Show only those lines of the entries where the string "usize" is found.
__________________________________________________
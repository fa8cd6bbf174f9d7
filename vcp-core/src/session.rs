//! The overlay's transport controller.
//!
//! `Session` is a cheap, cloneable handle owning both stores, the bridge and
//! the toast queue. Every player-bar action goes through it: the store is
//! mutated first, then the matching command is sent through the bridge.
//! Whenever an action changes which track is current, the track-change
//! effect runs before the action returns.
//!
//! Locks are never held across each other or across an await.

use crate::bridge::{Bridge, DeliveryPolicy};
use crate::player::{
    AutoAdvance, DisplayMode, PlaybackStatus, PlayerState, PlayerStore,
};
use crate::playlist::{
    PlaylistMode, PlaylistState, PlaylistStore, current_track,
};
use crate::ranking::find_by_url;
use crate::toast::{Toast, ToastKind, ToastQueue};
use log::{debug, info, warn};
use parking_lot::Mutex;
use serde_json::Value;
use std::fmt;
use std::sync::{Arc, Weak};
use tokio::runtime::Handle;
use tokio::task::JoinHandle;
use url::Url;
use vcp_config::{ConfigError, RuntimeConfig};
use vcp_contracts::{
    CommandChannel, InboundEnvelope, OutboundCommand, RankingSource,
};
use vcp_model::{PlaylistEntry, RankingCategory, Track, VideoId};

#[derive(Clone)]
pub struct Session {
    inner: Arc<Inner>,
}

struct Inner {
    playlist: Mutex<PlaylistStore>,
    player: Mutex<PlayerStore>,
    advance: Mutex<AutoAdvance>,
    runtime: Mutex<RuntimeConfig>,
    toasts: Mutex<ToastQueue>,
    pending_close: Mutex<Option<JoinHandle<()>>>,
    bridge: Bridge,
    ranking: Option<Arc<dyn RankingSource>>,
}

impl fmt::Debug for Session {
    fn fmt(&self, f: &mut fmt::Formatter<'_>) -> fmt::Result {
        let playlist_len = self.inner.playlist.lock().state().len();
        let player = self.inner.player.lock().state().clone();
        f.debug_struct("Session")
            .field("playlist_len", &playlist_len)
            .field("player", &player)
            .field("bridge", &self.inner.bridge)
            .field("has_ranking", &self.inner.ranking.is_some())
            .finish()
    }
}

impl Session {
    pub fn new(
        channel: Arc<dyn CommandChannel>,
        config: RuntimeConfig,
    ) -> Self {
        Self::build(channel, config, None)
    }

    pub fn new_with_ranking(
        channel: Arc<dyn CommandChannel>,
        config: RuntimeConfig,
        ranking: Arc<dyn RankingSource>,
    ) -> Self {
        Self::build(channel, config, Some(ranking))
    }

    fn build(
        channel: Arc<dyn CommandChannel>,
        config: RuntimeConfig,
        ranking: Option<Arc<dyn RankingSource>>,
    ) -> Self {
        let base = config.base();
        let epsilon = config.auto_advance_epsilon();
        let inner = Inner {
            playlist: Mutex::new(PlaylistStore::new()),
            player: Mutex::new(PlayerStore::new(base.playback.initial_volume)),
            advance: Mutex::new(AutoAdvance::new(epsilon)),
            toasts: Mutex::new(ToastQueue::new(base.toast.lifetime())),
            pending_close: Mutex::new(None),
            bridge: Bridge::new(
                channel,
                DeliveryPolicy::from_runtime(&config),
            ),
            runtime: Mutex::new(config),
            ranking,
        };
        Self {
            inner: Arc::new(inner),
        }
    }

    // ---------- reads ----------

    pub fn playlist(&self) -> PlaylistState {
        self.inner.playlist.lock().state().clone()
    }

    pub fn player(&self) -> PlayerState {
        self.inner.player.lock().state().clone()
    }

    pub fn current_track(&self) -> Option<Track> {
        current_track(self.inner.playlist.lock().state()).cloned()
    }

    pub fn bridge(&self) -> &Bridge {
        &self.inner.bridge
    }

    pub fn config(&self) -> RuntimeConfig {
        self.inner.runtime.lock().clone()
    }

    /// Live toasts; expired ones are dropped first.
    pub fn toasts(&self) -> Vec<Toast> {
        let mut toasts = self.inner.toasts.lock();
        toasts.prune(tokio::time::Instant::now());
        toasts.active().cloned().collect()
    }

    /// Watch page of the current track, for the "open on site" button.
    pub fn watch_url(&self) -> Option<Url> {
        let track = self.current_track()?;
        let base =
            self.inner.runtime.lock().base().ranking.watch_base_url.clone();
        match track.watch_url(&base) {
            Ok(url) => Some(url),
            Err(err) => {
                warn!("[Session] No watch url for {}: {}", track.id, err);
                None
            }
        }
    }

    /// Apply new tunables. Affects commands sent after the call.
    pub fn reconfigure(
        &self,
        config: RuntimeConfig,
    ) -> Result<(), ConfigError> {
        config.effective()?;
        self.inner
            .advance
            .lock()
            .set_epsilon(config.auto_advance_epsilon());
        self.inner
            .bridge
            .set_policy(DeliveryPolicy::from_runtime(&config));
        *self.inner.runtime.lock() = config;
        Ok(())
    }

    // ---------- playlist ----------

    /// Replace the playlist and start at `start` (clamped).
    pub fn load_playlist(&self, entries: Vec<PlaylistEntry>, start: usize) {
        self.cancel_close();
        let count = entries.len();
        self.with_cursor(|playlist| playlist.set_playlist_at(entries, start));
        info!("[Session] Playlist loaded with {} entries", count);
    }

    pub fn append(&self, entries: Vec<PlaylistEntry>) {
        self.cancel_close();
        self.with_cursor(|playlist| playlist.append_entries(entries));
    }

    pub fn clear_playlist(&self) {
        self.with_cursor(PlaylistStore::clear);
    }

    pub fn next(&self) -> bool {
        self.with_cursor(PlaylistStore::next)
    }

    pub fn previous(&self) -> bool {
        self.with_cursor(PlaylistStore::previous)
    }

    pub fn select(&self, index: usize) -> usize {
        self.with_cursor(|playlist| playlist.set_current_index(index))
    }

    pub fn remove(&self, index: usize) -> Option<PlaylistEntry> {
        self.with_cursor(|playlist| playlist.remove_at(index))
    }

    // ---------- transport ----------

    pub fn play(&self) {
        self.set_status(PlaybackStatus::Playing);
    }

    pub fn pause(&self) {
        self.set_status(PlaybackStatus::Paused);
    }

    pub fn toggle_playback(&self) -> PlaybackStatus {
        let status = self.inner.player.lock().toggle_playback();
        self.inner.bridge.send_command(status_command(status));
        status
    }

    /// Seek to `fraction`. The store shows the target right away; the frame
    /// confirms through its next progress report.
    pub fn seek(&self, fraction: f64) -> f64 {
        let target = self.inner.player.lock().set_progress(fraction);
        self.inner.bridge.send_command(OutboundCommand::seek(target));
        target
    }

    pub fn set_volume(&self, level: f64) -> f64 {
        let volume = self.inner.player.lock().set_volume(level);
        self.inner.bridge.send_command(OutboundCommand::volume(volume));
        volume
    }

    pub fn fullscreen(&self) {
        self.inner.bridge.send_command(OutboundCommand::Fullscreen);
    }

    // ---------- presentation ----------

    /// Picture-in-picture on, or back to whatever the sidebar implies.
    pub fn toggle_pip(&self) -> DisplayMode {
        let sidebar = self.inner.playlist.lock().state().mode();
        let mut player = self.inner.player.lock();
        let next = match player.state().display_mode() {
            DisplayMode::Pip => match sidebar {
                PlaylistMode::Full => DisplayMode::Full,
                PlaylistMode::Hidden => DisplayMode::Hidden,
            },
            _ => DisplayMode::Pip,
        };
        player.set_display_mode(next);
        next
    }

    /// Open or close the sidebar. The player follows unless it floats.
    pub fn toggle_expand(&self) -> PlaylistMode {
        let mode = self.inner.playlist.lock().toggle_mode();
        let mut player = self.inner.player.lock();
        if player.state().display_mode() != DisplayMode::Pip {
            player.set_display_mode(match mode {
                PlaylistMode::Full => DisplayMode::Full,
                PlaylistMode::Hidden => DisplayMode::Hidden,
            });
        }
        mode
    }

    /// Hide everything now, wipe state once the exit animation is over.
    ///
    /// Loading a playlist before the delay elapses keeps the new playlist.
    pub fn close(&self) {
        self.inner.player.lock().set_display_mode(DisplayMode::Hidden);
        self.inner.playlist.lock().set_mode(PlaylistMode::Hidden);

        let delay = self.inner.runtime.lock().base().teardown.close_delay();
        let Ok(handle) = Handle::try_current() else {
            self.finish_close();
            return;
        };

        let weak = Arc::downgrade(&self.inner);
        let task = handle.spawn(async move {
            tokio::time::sleep(delay).await;
            if let Some(inner) = weak.upgrade() {
                Session { inner }.finish_close();
            }
        });
        if let Some(previous) = self.inner.pending_close.lock().replace(task) {
            previous.abort();
        }
    }

    /// Stop every timer and drop the inbound subscription. The session
    /// stays usable; loading a playlist re-arms it.
    pub fn teardown(&self) {
        self.cancel_close();
        self.inner.bridge.shutdown();
        debug!("[Session] Torn down");
    }

    // ---------- inbound ----------

    /// Feed one raw window message. Returns true when it changed state.
    pub fn handle_inbound(&self, raw: &Value) -> bool {
        match InboundEnvelope::decode(raw) {
            Some(envelope) => self.apply_envelope(envelope),
            None => false,
        }
    }

    // ---------- ranking ----------

    /// Replace the playlist with one ranking category.
    ///
    /// On failure a toast is shown and the playlist is left alone.
    pub async fn load_category(&self, category: RankingCategory) -> bool {
        let failure = format!("Could not load {}", category.display_name());
        let Some(source) = self.inner.ranking.clone() else {
            self.toast_error(failure);
            return false;
        };

        match source.fetch_category(category).await {
            Some(entries) if !entries.is_empty() => {
                self.load_playlist(entries, 0);
                true
            }
            _ => {
                self.toast_error(failure);
                false
            }
        }
    }

    /// Append the ranked video linked by `url`.
    pub async fn add_from_url(&self, url: &str) -> Option<PlaylistEntry> {
        let rankings = match self.inner.ranking.clone() {
            Some(source) => source.fetch_all().await,
            None => Vec::new(),
        };

        let Some(entry) = find_by_url(&rankings, url) else {
            self.toast_error("This video is not in any ranking");
            return None;
        };
        self.append(vec![entry.clone()]);
        Some(entry)
    }

    /// Load the whole ranking containing the video at `url`, starting at it.
    pub async fn play_from_url(&self, url: &str) -> bool {
        let rankings = match self.inner.ranking.clone() {
            Some(source) => source.fetch_all().await,
            None => Vec::new(),
        };

        let found = rankings.into_iter().find_map(|ranking| {
            let index = ranking
                .entries
                .iter()
                .position(|entry| entry.track.id.appears_in(url))?;
            Some((ranking.entries, index))
        });
        match found {
            Some((entries, index)) => {
                self.load_playlist(entries, index);
                true
            }
            None => {
                self.toast_error("This video is not in any ranking");
                false
            }
        }
    }

    // ---------- internals ----------

    fn set_status(&self, status: PlaybackStatus) {
        self.inner.player.lock().set_playback_status(status);
        self.inner.bridge.send_command(status_command(status));
    }

    fn toast_error(&self, message: impl Into<String>) {
        let message = message.into();
        warn!("[Session] {}", message);
        self.inner.toasts.lock().push(message, ToastKind::Error);
    }

    fn current_id(&self) -> Option<VideoId> {
        current_id_of(self.inner.playlist.lock().state())
    }

    /// Run a playlist mutation, then the track-change effect if the current
    /// track is a different one afterwards.
    fn with_cursor<R>(
        &self,
        mutate: impl FnOnce(&mut PlaylistStore) -> R,
    ) -> R {
        self.move_cursor(Cause::User, mutate)
    }

    fn move_cursor<R>(
        &self,
        cause: Cause,
        mutate: impl FnOnce(&mut PlaylistStore) -> R,
    ) -> R {
        let (before, result, after) = {
            let mut playlist = self.inner.playlist.lock();
            let before = current_id_of(playlist.state());
            let result = mutate(&mut playlist);
            let after = current_id_of(playlist.state());
            (before, result, after)
        };
        if before != after {
            self.on_track_changed(after, cause);
        }
        result
    }

    fn on_track_changed(&self, current: Option<VideoId>, cause: Cause) {
        let bridge = &self.inner.bridge;
        bridge.cancel_pending();
        // After an auto-advance the frame keeps reporting the old track's
        // end until the new one loads; stay latched until progress drops.
        if cause == Cause::User {
            self.inner.advance.lock().rearm();
        }
        self.inner.player.lock().set_progress(0.0);

        let Some(id) = current else {
            debug!("[Session] No current track");
            bridge.unbind_inbound();
            self.inner
                .player
                .lock()
                .set_playback_status(PlaybackStatus::Paused);
            return;
        };

        debug!("[Session] Current track is now {}", id);
        let weak = Arc::downgrade(&self.inner);
        let bound = id.clone();
        bridge.bind_inbound(move |envelope| {
            route_inbound(&weak, &bound, envelope);
        });

        if self.inner.runtime.lock().autoplay() {
            self.set_status(PlaybackStatus::Playing);
        }
    }

    fn apply_envelope(&self, envelope: InboundEnvelope) -> bool {
        let InboundEnvelope::Progress { percentage } = envelope else {
            return false;
        };
        if self.current_id().is_none() {
            return false;
        }

        let progress = self.inner.player.lock().set_progress(percentage);
        if !self.inner.advance.lock().observe(progress) {
            return true;
        }

        if !self.move_cursor(Cause::TrackEnded, PlaylistStore::next) {
            debug!("[Session] Last entry finished; stopping");
        }
        true
    }

    fn finish_close(&self) {
        self.inner.pending_close.lock().take();
        self.inner.player.lock().reset();
        self.clear_playlist();
        debug!("[Session] Closed");
    }

    fn cancel_close(&self) {
        if let Some(task) = self.inner.pending_close.lock().take() {
            task.abort();
        }
    }
}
__________________________________________________
- Expected answer:
    pub fn load_playlist(&self, entries: Vec<PlaylistEntry>, start: usize) {
    pub fn select(&self, index: usize) -> usize {
    pub fn remove(&self, index: usize) -> Option<PlaylistEntry> {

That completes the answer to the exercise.